▶ **WHAT THE TASK REQUIRES**: Every line from the line containing "Every stochastic decision" through the final line of the data is to be printed exactly; no other line is to appear.

[RECORDS PROVIDED — start]

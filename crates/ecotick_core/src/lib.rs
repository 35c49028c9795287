//! # Ecotick Core
//!
//! The deterministic engine behind ecotick, a stochastic discrete-tick
//! ecosystem simulation.
//!
//! This crate contains:
//! - The species catalog and its validation
//! - Population pools, aging, feeding, death and reproduction
//! - The seasonal sunlight model
//! - Migration of extinct species
//! - Capped rolling history and derived statistics
//! - Event classification, metrics and structured logging
//!
//! ## Determinism
//!
//! Every stochastic decision draws from one seeded [`rng::RandomSource`].
//! Two engines with the same catalog, configuration and seed, driven by the
//! same commands, produce identical tick reports.
//!
//! ## Example
//!
//! ```
//! use ecotick_core::catalog::Catalog;
//! use ecotick_core::config::EngineConfig;
//! use ecotick_core::engine::Engine;
//!
//! let mut engine = Engine::new(Catalog::default_catalog(), EngineConfig::default(), 42);
//! let report = engine.tick();
//! assert_eq!(report.time, 1);
//! assert_eq!(report.species.len(), 7);
//! ```

/// Species catalog and validation warnings
pub mod catalog;
/// Configuration management for engine, scheduler and host
pub mod config;
/// Tick engine and its owning facade
pub mod engine;
/// Seasonal sunlight model
pub mod environment;
/// Population change events
pub mod events;
/// Capped rolling history
pub mod history;
/// Per-individual lifecycle
pub mod lifecycle;
/// Tick metrics and logging setup
pub mod metrics;
/// Reintroduction of extinct species
pub mod migration;
/// Per-species pools of individuals
pub mod population;
/// Deterministic random source
pub mod rng;
/// Serializable engine snapshots
pub mod snapshot;
/// Derived per-species statistics
pub mod stats;

pub use ecotick_data::*;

[RECORDS PROVIDED — finish]

▶ **RESULT BELOW**:
//! Every stochastic decision draws from one seeded [`rng::RandomSource`].
//! Two engines with the same catalog, configuration and seed, driven by the
//! same commands, produce identical tick reports.
//!
//! ## Example
//!
//! ```
//! use ecotick_core::catalog::Catalog;
//! use ecotick_core::config::EngineConfig;
//! use ecotick_core::engine::Engine;
//!
//! let mut engine = Engine::new(Catalog::default_catalog(), EngineConfig::default(), 42);
//! let report = engine.tick();
//! assert_eq!(report.time, 1);
//! assert_eq!(report.species.len(), 7);
//! ```

/// Species catalog and validation warnings
pub mod catalog;
/// Configuration management for engine, scheduler and host
pub mod config;
/// Tick engine and its owning facade
pub mod engine;
/// Seasonal sunlight model
pub mod environment;
/// Population change events
pub mod events;
/// Capped rolling history
pub mod history;
/// Per-individual lifecycle
pub mod lifecycle;
/// Tick metrics and logging setup
pub mod metrics;
/// Reintroduction of extinct species
pub mod migration;
/// Per-species pools of individuals
pub mod population;
/// Deterministic random source
pub mod rng;
/// Serializable engine snapshots
pub mod snapshot;
/// Derived per-species statistics
pub mod stats;

pub use ecotick_data::*;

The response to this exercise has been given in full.